ENTRIES SHOWN =
----------------------------------------

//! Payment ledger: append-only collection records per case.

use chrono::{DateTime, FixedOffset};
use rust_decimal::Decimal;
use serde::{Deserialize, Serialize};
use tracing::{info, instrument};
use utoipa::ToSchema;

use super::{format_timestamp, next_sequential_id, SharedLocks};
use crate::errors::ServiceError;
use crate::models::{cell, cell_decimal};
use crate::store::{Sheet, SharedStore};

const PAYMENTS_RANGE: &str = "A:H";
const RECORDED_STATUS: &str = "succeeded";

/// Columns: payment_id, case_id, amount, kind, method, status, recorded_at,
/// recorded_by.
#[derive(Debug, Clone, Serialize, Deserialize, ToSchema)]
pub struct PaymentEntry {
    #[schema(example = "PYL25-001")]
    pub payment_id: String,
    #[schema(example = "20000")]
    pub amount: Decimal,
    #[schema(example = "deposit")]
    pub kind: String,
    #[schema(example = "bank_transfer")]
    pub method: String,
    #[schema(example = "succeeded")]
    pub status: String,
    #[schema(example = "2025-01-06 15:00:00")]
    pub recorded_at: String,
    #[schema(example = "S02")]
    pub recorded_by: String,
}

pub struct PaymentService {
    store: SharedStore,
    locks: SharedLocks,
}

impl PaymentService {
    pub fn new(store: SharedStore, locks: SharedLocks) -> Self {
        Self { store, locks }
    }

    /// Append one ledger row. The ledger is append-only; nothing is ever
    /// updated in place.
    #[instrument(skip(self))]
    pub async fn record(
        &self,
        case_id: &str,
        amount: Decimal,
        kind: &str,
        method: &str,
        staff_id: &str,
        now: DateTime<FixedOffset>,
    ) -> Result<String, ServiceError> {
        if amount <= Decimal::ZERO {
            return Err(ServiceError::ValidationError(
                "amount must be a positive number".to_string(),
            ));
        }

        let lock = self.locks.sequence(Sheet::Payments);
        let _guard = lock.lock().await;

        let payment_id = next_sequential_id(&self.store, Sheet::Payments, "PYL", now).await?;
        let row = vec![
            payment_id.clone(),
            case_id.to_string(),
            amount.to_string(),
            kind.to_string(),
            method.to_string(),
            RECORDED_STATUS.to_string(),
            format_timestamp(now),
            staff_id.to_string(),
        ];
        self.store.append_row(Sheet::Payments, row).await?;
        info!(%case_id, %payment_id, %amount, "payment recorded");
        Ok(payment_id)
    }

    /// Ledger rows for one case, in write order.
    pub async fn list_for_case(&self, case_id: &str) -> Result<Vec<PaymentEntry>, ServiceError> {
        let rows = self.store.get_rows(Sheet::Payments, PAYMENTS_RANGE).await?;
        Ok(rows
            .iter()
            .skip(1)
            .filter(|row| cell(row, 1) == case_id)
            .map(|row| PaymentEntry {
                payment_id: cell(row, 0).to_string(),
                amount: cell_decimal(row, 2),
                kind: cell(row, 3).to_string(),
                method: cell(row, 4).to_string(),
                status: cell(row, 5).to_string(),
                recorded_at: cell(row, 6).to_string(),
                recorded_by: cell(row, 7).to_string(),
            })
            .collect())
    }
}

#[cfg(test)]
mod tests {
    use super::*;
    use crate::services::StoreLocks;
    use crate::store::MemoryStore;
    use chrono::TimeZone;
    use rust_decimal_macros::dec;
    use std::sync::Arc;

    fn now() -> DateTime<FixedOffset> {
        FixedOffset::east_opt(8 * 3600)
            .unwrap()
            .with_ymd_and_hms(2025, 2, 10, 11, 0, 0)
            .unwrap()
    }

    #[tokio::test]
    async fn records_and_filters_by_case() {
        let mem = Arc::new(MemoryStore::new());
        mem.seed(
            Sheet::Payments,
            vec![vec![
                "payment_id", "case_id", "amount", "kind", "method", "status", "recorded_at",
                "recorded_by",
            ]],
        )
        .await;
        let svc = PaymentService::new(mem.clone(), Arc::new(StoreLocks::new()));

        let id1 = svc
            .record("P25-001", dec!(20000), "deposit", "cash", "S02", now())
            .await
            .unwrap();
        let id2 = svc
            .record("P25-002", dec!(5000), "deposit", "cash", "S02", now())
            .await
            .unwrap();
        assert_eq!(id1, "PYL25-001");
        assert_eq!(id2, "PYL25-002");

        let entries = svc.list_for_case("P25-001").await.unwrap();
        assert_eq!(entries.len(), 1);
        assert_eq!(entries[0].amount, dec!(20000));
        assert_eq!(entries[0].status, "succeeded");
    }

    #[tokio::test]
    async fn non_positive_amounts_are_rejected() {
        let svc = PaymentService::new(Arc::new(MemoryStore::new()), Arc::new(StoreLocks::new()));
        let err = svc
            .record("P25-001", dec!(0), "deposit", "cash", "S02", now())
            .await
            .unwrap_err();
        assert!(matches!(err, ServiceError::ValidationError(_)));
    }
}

----------------------------------------

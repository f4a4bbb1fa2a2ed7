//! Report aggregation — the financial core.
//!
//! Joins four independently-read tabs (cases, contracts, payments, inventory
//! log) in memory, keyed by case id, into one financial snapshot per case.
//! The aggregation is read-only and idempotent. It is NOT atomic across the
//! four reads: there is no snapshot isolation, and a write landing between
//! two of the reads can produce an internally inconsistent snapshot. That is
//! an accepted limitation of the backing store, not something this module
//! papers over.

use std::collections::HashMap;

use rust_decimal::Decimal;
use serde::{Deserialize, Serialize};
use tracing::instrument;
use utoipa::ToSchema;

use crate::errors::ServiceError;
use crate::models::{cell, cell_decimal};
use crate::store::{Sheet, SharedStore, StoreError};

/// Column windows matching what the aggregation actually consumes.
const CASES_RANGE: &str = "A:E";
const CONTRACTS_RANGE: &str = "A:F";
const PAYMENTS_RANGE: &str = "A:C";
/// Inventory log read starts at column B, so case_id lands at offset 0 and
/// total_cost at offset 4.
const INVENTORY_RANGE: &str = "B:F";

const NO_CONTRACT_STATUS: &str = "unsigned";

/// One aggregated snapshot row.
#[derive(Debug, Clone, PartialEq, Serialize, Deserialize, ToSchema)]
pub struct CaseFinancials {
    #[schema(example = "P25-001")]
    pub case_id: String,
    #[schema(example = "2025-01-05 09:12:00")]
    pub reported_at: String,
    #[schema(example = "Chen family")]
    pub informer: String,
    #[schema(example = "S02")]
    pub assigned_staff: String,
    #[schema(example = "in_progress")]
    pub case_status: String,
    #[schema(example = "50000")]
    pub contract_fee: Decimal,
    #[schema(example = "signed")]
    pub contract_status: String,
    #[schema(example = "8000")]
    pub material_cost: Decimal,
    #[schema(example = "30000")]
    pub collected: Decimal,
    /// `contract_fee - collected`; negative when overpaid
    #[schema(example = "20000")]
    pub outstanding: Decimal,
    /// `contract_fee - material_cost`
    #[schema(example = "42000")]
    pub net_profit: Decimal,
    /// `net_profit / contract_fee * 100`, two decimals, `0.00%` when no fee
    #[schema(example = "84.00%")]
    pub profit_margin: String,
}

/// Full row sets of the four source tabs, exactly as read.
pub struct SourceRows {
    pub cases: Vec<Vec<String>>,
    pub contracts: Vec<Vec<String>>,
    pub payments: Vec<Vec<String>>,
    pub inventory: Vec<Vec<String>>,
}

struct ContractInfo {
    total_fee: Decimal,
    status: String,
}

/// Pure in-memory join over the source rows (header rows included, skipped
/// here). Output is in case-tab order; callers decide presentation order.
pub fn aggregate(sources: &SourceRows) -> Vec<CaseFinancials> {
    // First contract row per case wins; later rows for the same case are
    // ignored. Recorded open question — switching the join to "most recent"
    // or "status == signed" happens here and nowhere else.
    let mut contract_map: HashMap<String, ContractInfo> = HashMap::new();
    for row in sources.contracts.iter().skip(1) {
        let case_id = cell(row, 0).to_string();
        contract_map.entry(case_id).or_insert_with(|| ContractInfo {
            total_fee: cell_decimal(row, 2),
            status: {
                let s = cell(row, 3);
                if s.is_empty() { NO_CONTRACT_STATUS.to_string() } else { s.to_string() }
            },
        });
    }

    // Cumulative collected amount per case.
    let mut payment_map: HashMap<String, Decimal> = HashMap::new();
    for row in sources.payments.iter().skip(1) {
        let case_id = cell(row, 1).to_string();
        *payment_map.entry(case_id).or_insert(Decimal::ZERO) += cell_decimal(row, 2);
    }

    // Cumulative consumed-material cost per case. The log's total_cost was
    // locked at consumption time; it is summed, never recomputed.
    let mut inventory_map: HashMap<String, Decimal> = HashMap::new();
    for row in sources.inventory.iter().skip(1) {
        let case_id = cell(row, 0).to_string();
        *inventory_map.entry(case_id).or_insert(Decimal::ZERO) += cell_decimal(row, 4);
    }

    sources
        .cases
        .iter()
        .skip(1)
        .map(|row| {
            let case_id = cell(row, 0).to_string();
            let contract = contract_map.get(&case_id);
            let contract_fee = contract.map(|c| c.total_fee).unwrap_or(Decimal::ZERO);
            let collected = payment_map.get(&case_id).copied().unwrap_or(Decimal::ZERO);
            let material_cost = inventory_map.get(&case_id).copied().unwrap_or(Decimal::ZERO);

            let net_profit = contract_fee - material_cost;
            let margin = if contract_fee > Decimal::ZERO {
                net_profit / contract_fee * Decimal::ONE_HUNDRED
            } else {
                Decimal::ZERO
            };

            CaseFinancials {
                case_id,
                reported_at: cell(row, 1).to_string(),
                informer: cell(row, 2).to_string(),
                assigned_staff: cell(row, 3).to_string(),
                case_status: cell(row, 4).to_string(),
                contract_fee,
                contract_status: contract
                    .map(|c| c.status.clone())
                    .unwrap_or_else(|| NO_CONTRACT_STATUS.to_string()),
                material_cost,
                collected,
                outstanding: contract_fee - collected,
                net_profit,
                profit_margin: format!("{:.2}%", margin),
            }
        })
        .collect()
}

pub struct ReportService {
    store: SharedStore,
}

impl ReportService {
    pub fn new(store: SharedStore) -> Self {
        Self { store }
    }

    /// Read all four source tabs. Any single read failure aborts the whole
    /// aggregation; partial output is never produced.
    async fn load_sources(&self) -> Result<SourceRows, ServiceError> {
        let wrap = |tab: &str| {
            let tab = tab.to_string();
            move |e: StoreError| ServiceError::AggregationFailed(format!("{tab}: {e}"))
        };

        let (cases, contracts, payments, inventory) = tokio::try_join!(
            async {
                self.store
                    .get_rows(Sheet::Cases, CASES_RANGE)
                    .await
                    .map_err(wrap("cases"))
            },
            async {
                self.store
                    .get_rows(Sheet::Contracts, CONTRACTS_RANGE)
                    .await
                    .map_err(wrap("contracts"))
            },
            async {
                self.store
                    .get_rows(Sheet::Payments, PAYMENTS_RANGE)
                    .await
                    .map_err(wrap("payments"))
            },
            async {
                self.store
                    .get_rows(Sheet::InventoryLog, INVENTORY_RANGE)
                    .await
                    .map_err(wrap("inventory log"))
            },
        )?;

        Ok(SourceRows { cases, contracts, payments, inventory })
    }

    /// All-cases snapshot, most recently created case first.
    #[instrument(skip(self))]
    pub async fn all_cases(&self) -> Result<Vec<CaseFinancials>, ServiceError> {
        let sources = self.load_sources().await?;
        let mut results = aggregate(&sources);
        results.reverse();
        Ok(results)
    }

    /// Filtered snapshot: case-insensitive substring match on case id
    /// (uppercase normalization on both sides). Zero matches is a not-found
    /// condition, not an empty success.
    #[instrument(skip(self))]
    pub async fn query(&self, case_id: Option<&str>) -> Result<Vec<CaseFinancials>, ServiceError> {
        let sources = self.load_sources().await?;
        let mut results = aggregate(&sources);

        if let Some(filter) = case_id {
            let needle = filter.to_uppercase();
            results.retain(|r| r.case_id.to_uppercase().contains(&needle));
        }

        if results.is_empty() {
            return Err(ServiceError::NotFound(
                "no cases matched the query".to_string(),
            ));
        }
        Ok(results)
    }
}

----------------------------------------

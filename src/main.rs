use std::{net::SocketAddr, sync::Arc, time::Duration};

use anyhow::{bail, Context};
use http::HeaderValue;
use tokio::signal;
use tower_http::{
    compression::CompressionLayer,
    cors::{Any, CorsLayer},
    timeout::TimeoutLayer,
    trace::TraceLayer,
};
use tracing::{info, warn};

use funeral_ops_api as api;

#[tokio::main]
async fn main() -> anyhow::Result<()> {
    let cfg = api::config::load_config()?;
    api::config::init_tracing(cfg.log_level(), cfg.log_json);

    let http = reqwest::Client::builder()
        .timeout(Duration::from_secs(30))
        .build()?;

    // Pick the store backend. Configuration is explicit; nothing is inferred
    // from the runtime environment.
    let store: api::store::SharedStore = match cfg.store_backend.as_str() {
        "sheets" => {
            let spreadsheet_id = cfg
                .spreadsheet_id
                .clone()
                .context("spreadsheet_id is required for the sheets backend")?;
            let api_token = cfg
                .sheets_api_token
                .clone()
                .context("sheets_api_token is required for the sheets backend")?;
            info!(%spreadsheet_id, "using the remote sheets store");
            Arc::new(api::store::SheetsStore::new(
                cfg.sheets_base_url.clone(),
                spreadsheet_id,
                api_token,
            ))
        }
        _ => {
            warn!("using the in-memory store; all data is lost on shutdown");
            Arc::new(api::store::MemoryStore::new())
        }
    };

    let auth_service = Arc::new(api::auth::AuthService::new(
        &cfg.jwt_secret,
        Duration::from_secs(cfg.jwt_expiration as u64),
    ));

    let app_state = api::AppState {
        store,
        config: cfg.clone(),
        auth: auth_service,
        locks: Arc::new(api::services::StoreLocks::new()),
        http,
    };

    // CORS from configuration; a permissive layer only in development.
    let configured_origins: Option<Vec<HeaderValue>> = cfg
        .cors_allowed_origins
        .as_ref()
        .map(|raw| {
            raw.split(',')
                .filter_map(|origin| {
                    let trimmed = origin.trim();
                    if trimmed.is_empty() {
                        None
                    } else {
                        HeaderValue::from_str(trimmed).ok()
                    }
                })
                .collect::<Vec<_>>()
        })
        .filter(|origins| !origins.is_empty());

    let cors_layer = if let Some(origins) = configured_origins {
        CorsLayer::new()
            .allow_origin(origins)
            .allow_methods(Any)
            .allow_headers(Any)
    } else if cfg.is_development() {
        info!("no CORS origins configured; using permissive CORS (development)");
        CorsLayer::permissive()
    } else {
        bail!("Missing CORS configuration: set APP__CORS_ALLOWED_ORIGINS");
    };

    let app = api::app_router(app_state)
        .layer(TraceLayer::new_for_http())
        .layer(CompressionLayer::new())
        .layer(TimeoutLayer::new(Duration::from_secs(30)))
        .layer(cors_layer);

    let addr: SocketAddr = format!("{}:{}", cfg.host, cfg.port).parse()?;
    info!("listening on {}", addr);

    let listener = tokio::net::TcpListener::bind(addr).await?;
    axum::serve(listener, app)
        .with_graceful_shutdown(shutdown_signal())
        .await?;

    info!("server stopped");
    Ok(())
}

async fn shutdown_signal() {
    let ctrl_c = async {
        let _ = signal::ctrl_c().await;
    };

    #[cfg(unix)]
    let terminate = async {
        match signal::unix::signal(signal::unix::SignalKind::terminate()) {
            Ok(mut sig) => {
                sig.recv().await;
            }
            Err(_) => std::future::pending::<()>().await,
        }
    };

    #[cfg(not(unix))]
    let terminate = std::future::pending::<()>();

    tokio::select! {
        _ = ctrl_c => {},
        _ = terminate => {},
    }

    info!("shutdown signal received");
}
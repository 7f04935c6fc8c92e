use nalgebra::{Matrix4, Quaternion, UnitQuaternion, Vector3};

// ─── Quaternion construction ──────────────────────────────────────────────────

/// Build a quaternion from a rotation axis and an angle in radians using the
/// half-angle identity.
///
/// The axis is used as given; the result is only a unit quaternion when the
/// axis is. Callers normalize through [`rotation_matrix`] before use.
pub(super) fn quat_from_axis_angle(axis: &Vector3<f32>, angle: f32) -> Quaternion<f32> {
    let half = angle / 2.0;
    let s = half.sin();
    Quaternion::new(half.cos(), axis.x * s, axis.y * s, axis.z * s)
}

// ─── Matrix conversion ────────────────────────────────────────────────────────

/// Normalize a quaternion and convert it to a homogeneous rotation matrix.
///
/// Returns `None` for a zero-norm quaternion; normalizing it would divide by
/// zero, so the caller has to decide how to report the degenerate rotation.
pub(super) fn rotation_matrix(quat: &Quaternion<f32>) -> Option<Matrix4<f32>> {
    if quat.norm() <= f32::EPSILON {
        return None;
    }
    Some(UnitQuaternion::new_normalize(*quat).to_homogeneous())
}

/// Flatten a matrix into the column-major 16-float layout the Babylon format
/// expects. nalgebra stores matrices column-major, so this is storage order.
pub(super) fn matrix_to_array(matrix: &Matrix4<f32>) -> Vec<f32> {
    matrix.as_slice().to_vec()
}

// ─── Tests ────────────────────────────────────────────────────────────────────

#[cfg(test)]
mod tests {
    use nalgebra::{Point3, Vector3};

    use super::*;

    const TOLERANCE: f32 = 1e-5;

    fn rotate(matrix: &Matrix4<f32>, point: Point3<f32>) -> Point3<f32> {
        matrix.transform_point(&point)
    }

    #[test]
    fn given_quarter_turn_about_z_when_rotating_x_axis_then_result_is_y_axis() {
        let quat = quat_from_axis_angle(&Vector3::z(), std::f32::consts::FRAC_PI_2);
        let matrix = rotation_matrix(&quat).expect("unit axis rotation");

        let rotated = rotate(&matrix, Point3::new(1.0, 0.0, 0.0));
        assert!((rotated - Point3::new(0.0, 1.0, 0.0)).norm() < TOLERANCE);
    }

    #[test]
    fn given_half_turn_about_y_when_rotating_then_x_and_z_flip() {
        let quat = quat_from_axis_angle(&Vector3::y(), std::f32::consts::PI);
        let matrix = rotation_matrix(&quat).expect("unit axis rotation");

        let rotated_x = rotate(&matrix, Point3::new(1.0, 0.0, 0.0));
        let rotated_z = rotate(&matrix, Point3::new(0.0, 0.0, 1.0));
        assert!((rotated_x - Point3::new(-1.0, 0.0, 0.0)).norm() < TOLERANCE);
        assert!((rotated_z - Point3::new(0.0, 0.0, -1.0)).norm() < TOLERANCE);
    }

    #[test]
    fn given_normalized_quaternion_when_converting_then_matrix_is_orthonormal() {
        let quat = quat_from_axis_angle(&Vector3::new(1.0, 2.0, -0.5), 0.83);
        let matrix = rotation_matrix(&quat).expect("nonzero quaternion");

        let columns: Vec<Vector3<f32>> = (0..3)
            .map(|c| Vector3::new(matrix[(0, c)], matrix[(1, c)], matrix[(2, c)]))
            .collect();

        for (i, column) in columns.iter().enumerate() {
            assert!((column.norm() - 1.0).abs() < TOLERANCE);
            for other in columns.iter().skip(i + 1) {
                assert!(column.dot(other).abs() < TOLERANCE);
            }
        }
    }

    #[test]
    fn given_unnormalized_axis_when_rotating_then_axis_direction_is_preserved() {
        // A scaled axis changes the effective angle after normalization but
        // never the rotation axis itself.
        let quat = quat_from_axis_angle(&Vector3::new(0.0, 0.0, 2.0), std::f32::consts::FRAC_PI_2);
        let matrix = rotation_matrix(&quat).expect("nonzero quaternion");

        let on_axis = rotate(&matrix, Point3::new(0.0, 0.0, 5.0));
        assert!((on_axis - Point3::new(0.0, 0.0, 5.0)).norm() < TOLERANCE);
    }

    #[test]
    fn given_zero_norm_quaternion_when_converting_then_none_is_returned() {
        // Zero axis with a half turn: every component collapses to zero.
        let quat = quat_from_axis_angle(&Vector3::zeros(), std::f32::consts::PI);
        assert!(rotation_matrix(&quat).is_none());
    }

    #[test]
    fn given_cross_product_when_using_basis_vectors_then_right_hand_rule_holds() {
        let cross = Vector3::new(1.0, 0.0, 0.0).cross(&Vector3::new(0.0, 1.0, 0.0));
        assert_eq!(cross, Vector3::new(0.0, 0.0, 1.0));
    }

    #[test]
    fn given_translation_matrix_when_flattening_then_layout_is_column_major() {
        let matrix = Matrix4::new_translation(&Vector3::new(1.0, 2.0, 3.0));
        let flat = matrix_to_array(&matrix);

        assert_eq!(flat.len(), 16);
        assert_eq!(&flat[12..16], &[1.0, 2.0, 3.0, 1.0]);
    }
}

----------------------------------------

INSTRUCTIONS FOR THE TASK = Scan the listing above, and wherever a line holds the word "SocketAddr", copy it.

OUTPUT BELOW =
use std::{net::SocketAddr, sync::Arc, time::Duration};
    let addr: SocketAddr = format!("{}:{}", cfg.host, cfg.port).parse()?;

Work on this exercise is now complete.